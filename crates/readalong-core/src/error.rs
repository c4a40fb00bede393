use crate::document::NodeId;

pub type DocumentResult<T> = Result<T, DocumentError>;

/// Failures raised by tree primitives.
///
/// None of these escape the playback controller; they are turned into the
/// terminal cleanup path there.
#[derive(thiserror::Error, Debug, Clone, PartialEq, Eq)]
pub enum DocumentError {
    #[error("unknown node {0}")]
    UnknownNode(NodeId),

    #[error("node {0} is not attached to a parent")]
    Detached(NodeId),

    #[error("node {0} is not a text leaf")]
    NotText(NodeId),

    #[error("node {0} cannot hold children")]
    NotContainer(NodeId),

    #[error("node {child} is not a child of {parent}")]
    NotAChild { parent: NodeId, child: NodeId },

    #[error("inserting {child} under {parent} would create a cycle")]
    Cycle { parent: NodeId, child: NodeId },

    #[error("range {start}..{end} is out of bounds for node {node} (len {len})")]
    OutOfRange {
        node: NodeId,
        start: usize,
        end: usize,
        len: usize,
    },

    #[error("offset {offset} of node {node} is not on a character boundary")]
    NotCharBoundary { node: NodeId, offset: usize },
}
use super::{Effect, NarrationEvent, Notice, PlaybackController};
use crate::config::NarrationConfig;
use crate::document::{Document, MutationRecord, NodeId};
use crate::speech::{SpeechEngine, SpeechEvent};
use tracing::debug;

/// Drives a [`PlaybackController`] against a concrete speech engine.
///
/// Each call runs one transition, performs its effects in order and hands
/// back the notices meant for the button layer.
#[derive(Debug)]
pub struct Narrator<E: SpeechEngine> {
    controller: PlaybackController,
    engine: E,
}

impl<E: SpeechEngine> Narrator<E> {
    pub fn new(engine: E, config: &NarrationConfig) -> Self {
        Self {
            controller: PlaybackController::new(config),
            engine,
        }
    }

    pub fn controller(&self) -> &PlaybackController {
        &self.controller
    }

    pub fn engine(&self) -> &E {
        &self.engine
    }

    pub fn engine_mut(&mut self) -> &mut E {
        &mut self.engine
    }

    pub fn handle<D: Document>(&mut self, doc: &mut D, event: NarrationEvent) -> Vec<Notice> {
        let effects = self.controller.transition(doc, event);
        self.apply(effects)
    }

    pub fn start_or_stop<D: Document>(&mut self, doc: &mut D, root: NodeId) -> Vec<Notice> {
        self.handle(doc, NarrationEvent::Toggle { root })
    }

    pub fn stop<D: Document>(&mut self, doc: &mut D) -> Vec<Notice> {
        self.handle(doc, NarrationEvent::Stop)
    }

    pub fn on_speech<D: Document>(&mut self, doc: &mut D, event: SpeechEvent) -> Vec<Notice> {
        self.handle(doc, NarrationEvent::Speech(event))
    }

    pub fn on_mutations<D: Document>(
        &mut self,
        doc: &mut D,
        records: Vec<MutationRecord>,
    ) -> Vec<Notice> {
        if records.is_empty() {
            return Vec::new();
        }
        self.handle(doc, NarrationEvent::StructureChanged { records })
    }

    fn apply(&mut self, effects: Vec<Effect>) -> Vec<Notice> {
        let mut notices = Vec::new();
        for effect in effects {
            match effect {
                Effect::Speak {
                    utterance,
                    text,
                    options,
                } => {
                    debug!(%utterance, rate = options.rate, "Handing text to speech engine");
                    self.engine.speak(utterance, &text, &options);
                }
                Effect::CancelSpeech { utterance } => {
                    debug!(%utterance, "Cancelling speech");
                    self.engine.cancel(utterance);
                }
                Effect::Notify(notice) => notices.push(notice),
            }
        }
        notices
    }
}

-=-=-

* What is being asked
From the listing above, copy all lines holding the word "SpeechEngine".

* The completed task
use crate::speech::{SpeechEngine, SpeechEvent};
pub struct Narrator<E: SpeechEngine> {
impl<E: SpeechEngine> Narrator<E> {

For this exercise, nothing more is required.